Abstract
Abstract
The solubility of CO2 in underground saline formations is considered to offer significant long-term storage capability to effectively sequester large amounts of anthropogenic CO2. Unlike EOR, geosequestration relies on longer time scales and involves significantly greater volumes of CO2. Many geosequestration studies assume that the initial brine state is one containing no dissolved hydrocarbons and therefore apply simplistic two component solubility models starting from a zero dissolved gas state. Many brine formations near hydrocarbons however tend to be close to saturation by methane. The introduction of excess CO2 in such systems results in an extraction of the methane into the CO2 rich phase which in turn, has implications for monitoring of any sequestration project and offers the possibly additional methane mobilization and recovery.
Introduction
While the presence of dissolved hydrocarbons, particularly methane in subsurface brines, is well known in petroleum engineering disciplines 1–8, much R&D work associated with CO2 geosequestration has tended to overlook the role of such dissolved gases as they relate to both the initial brine state and what might happen, as large volumes of CO2 are targeted for long-term dissolution. In the CO2 storage literature, long term dissolution is referred to as solubility trapping. CO2 storage capacity estimates are largely theoretically based and usually make no allowance for initial dissolved gas components. Instead it is customary to assume a zero initial solubility state with an equilibrium dissolved CO2 level that depends, for fixed salinities and temperatures, on pressure alone. A simple pressure dependence allows use of black-oil models or simple two component compositional models. One reason for neglecting the dissolved methane is that the relative solubility of methane tends to be 5 to 10 times smaller than that of carbon dioxide and that simple models do not allow for the calculation of component mass transfer between phases.
One objective of this work is to consider the impact of initial dissolved hydrocarbons on the subsequent injection of large volumes of CO2. While hydrocarbons have lower solubilities in brine, the relatively vast volumes of brines that may exist mean that a substantial resource of dissolved hydrocarbons, particularly methane, may be present. In many cases the associated aquifers are generally orders of magnitude larger than any hydrocarbon accumulations that may exist. The presence of up dip hydrocarbons, or the existence of residual hydrocarbon phases, provides for further evidence for the presence of initial dissolved hydrocarbons in brine because, thermodynamically, equilibrium of component fugacities must exist at such brinehydrocarbon boundaries.

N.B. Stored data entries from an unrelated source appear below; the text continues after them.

//! Prompt assembly and chat completion.

use std::sync::Arc;

use codeqa_llm::{LlmProvider, Message};

use crate::error::{RagError, Result};
use crate::request::{CallPolicy, RequestScope};

const SERVICE: &str = "chat";

pub const SYSTEM_PROMPT: &str = "You are a helpful coding assistant.";

/// Render the user turn from retrieved snippets and the query.
#[must_use]
pub fn build_prompt<S: AsRef<str>>(query: &str, snippets: &[S]) -> String {
    let context = snippets
        .iter()
        .map(AsRef::as_ref)
        .collect::<Vec<_>>()
        .join("\n");
    format!("Context:\n{context}\n\nQuery: {query}\n\nResponse:")
}

pub struct ResponseGenerator<P> {
    provider: Arc<P>,
    policy: CallPolicy,
}

impl<P: LlmProvider> ResponseGenerator<P> {
    #[must_use]
    pub fn new(provider: Arc<P>) -> Self {
        Self {
            provider,
            policy: CallPolicy::default(),
        }
    }

    #[must_use]
    pub fn with_policy(mut self, policy: CallPolicy) -> Self {
        self.policy = policy;
        self
    }

    /// Answer `query` grounded in `snippets`. An empty snippet list still
    /// produces a prompt with an empty context block.
    ///
    /// # Errors
    ///
    /// `Service` if the chat completion fails or returns no choice.
    pub async fn generate<S: AsRef<str>>(
        &self,
        scope: &RequestScope,
        query: &str,
        snippets: &[S],
    ) -> Result<String> {
        let messages = [
            Message::system(SYSTEM_PROMPT),
            Message::user(build_prompt(query, snippets)),
        ];
        let messages = &messages;
        let provider = &self.provider;

        let answer = self
            .policy
            .call(scope, SERVICE, || async move {
                provider
                    .chat(messages)
                    .await
                    .map_err(|e| RagError::from_llm(SERVICE, e))
            })
            .await?;
        tracing::debug!(
            provider = self.provider.name(),
            context_snippets = snippets.len(),
            answer_chars = answer.len(),
            "generated response"
        );
        Ok(answer)
    }
}
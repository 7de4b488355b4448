use std::str::FromStr;

use serde::de::DeserializeOwned;

use super::Config;

fn parsed<T: FromStr>(key: &str) -> Option<T> {
    let v = std::env::var(key).ok()?;
    if let Ok(parsed) = v.parse::<T>() {
        Some(parsed)
    } else {
        tracing::warn!("ignoring invalid {key} value: {v}");
        None
    }
}

/// Lowercase enum values such as `qdrant` or `abort`.
fn variant<T: DeserializeOwned>(key: &str) -> Option<T> {
    let v = std::env::var(key).ok()?;
    if let Ok(kind) = serde_json::from_value(serde_json::Value::String(v.clone())) {
        Some(kind)
    } else {
        tracing::warn!("ignoring invalid {key} value: {v}");
        None
    }
}

impl Config {
    pub(crate) fn apply_env_overrides(&mut self) {
        self.apply_env_overrides_llm();
        self.apply_env_overrides_store();
        self.apply_env_overrides_runtime();
    }

    fn apply_env_overrides_llm(&mut self) {
        if let Some(kind) = variant("CODEQA_LLM_PROVIDER") {
            self.llm.provider = kind;
        }
        if let Ok(v) = std::env::var("CODEQA_LLM_BASE_URL") {
            self.llm.base_url = v;
        }
        if let Ok(v) = std::env::var("CODEQA_LLM_MODEL") {
            self.llm.model = v;
        }
        if let Ok(v) = std::env::var("CODEQA_LLM_EMBEDDING_MODEL") {
            self.llm.embedding_model = v;
        }
        if let Some(n) = parsed("CODEQA_LLM_MAX_TOKENS") {
            self.llm.max_tokens = n;
        }
    }

    fn apply_env_overrides_store(&mut self) {
        if let Some(backend) = variant("CODEQA_VECTOR_STORE_BACKEND") {
            self.vector_store.backend = backend;
        }
        if let Ok(v) = std::env::var("CODEQA_QDRANT_URL") {
            self.vector_store.url = v;
        }
        if let Ok(v) = std::env::var("CODEQA_COLLECTION") {
            self.vector_store.collection = v;
        }
        if let Some(n) = parsed("CODEQA_DIMENSION") {
            self.vector_store.dimension = n;
        }
        if let Some(metric) = variant("CODEQA_METRIC") {
            self.vector_store.metric = metric;
        }
        if let Some(k) = parsed("CODEQA_TOP_K") {
            self.retrieval.top_k = k;
        }
    }

    fn apply_env_overrides_runtime(&mut self) {
        if let Ok(v) = std::env::var("CODEQA_CORPUS_PATH") {
            self.indexer.corpus_path = v;
        }
        if let Ok(v) = std::env::var("CODEQA_CODE_FIELD") {
            self.indexer.code_field = v;
        }
        if let Some(n) = parsed::<usize>("CODEQA_INDEX_LIMIT") {
            self.indexer.limit = (n > 0).then_some(n);
        }
        if let Some(n) = parsed("CODEQA_INDEX_CONCURRENCY") {
            self.indexer.concurrency = n;
        }
        if let Some(policy) = variant("CODEQA_FAILURE_POLICY") {
            self.indexer.failure_policy = policy;
        }
        if let Some(n) = parsed("CODEQA_RETRY_MAX_ATTEMPTS") {
            self.retry.max_attempts = n;
        }
        if let Some(secs) = parsed("CODEQA_TIMEOUT_EMBEDDING") {
            self.timeouts.embedding_secs = secs;
        }
        if let Some(secs) = parsed("CODEQA_TIMEOUT_VECTOR_STORE") {
            self.timeouts.vector_store_secs = secs;
        }
        if let Some(secs) = parsed("CODEQA_TIMEOUT_CHAT") {
            self.timeouts.chat_secs = secs;
        }
        if let Some(secs) = parsed("CODEQA_TIMEOUT_REQUEST") {
            self.timeouts.request_secs = secs;
        }
        if let Ok(v) = std::env::var("CODEQA_GATEWAY_BIND") {
            self.gateway.bind = v;
        }
        if let Some(port) = parsed("CODEQA_GATEWAY_PORT") {
            self.gateway.port = port;
        }
        if let Some(size) = parsed("CODEQA_GATEWAY_MAX_BODY") {
            self.gateway.max_body_size = size;
        }
    }
}
use dojo_schema::Pattern;

use super::TimeAnchor;

/// One instance of a target grid: index `n` and its ideal time.
#[derive(Debug, Clone, Copy, PartialEq)]
pub struct Target {
    pub index: i64,
    pub ideal: f64,
}

/// Arithmetic grid of targets, `ideal(n) = base + n * interval`.
#[derive(Debug, Clone, Copy, PartialEq)]
pub struct TargetGrid {
    pub base: f64,
    pub interval: f64,
}

impl TargetGrid {
    /// Subdivision grid the player is graded against.
    pub fn for_pattern(pattern: Pattern, anchor: &TimeAnchor, seconds_per_beat: f64) -> Self {
        let sub = pattern.subdivision(seconds_per_beat);
        Self {
            base: anchor.play_start + sub.phase,
            interval: sub.interval,
        }
    }

    /// Plain click grid starting at the first count-in beat. Used for calibration.
    pub fn beat_grid(anchor: &TimeAnchor, seconds_per_beat: f64) -> Self {
        Self {
            base: anchor.count_in_start,
            interval: seconds_per_beat,
        }
    }

    pub fn ideal(&self, index: i64) -> f64 {
        self.base + index as f64 * self.interval
    }

    /// Nearest target to `t`. Exact ties round half away from zero, so a tap
    /// midway between two targets always lands on the one further from `base`.
    /// No bounds are applied: indices before the grid start are negative.
    pub fn resolve(&self, t: f64) -> Target {
        let index = ((t - self.base) / self.interval).round() as i64;
        Target {
            index,
            ideal: self.ideal(index),
        }
    }
}

pub fn resolve(tap_time: f64, pattern: Pattern, anchor: &TimeAnchor, seconds_per_beat: f64) -> Target {
    TargetGrid::for_pattern(pattern, anchor, seconds_per_beat).resolve(tap_time)
}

CO2 is an extractive component which means it is capable, upon injection, of transferring or removing lighter components from subsurface host fluids. This extraction is essentially a multi-component mass-driven process in a two-phase system. Lighter components are extracted from one phase and appear in the other. In the case of CO2 and brines, the two phases are the brine (liquid) phase and a CO2 rich phase that may be supercritical (if pure CO2 at depths greater than 2,500 ft or 800 metres) or considered a vapour phase (if it contains significant methane). As will be demonstrated, CO2 is capable of extracting methane and other HC's from brines. Unlike a pure two-component system, multi-component behavior at constant temperature and salinity depends on both pressure and the total mole fractions of the components present. As such it requires at least a ternary (3-component) system to visualize, and model the mass-transfer process.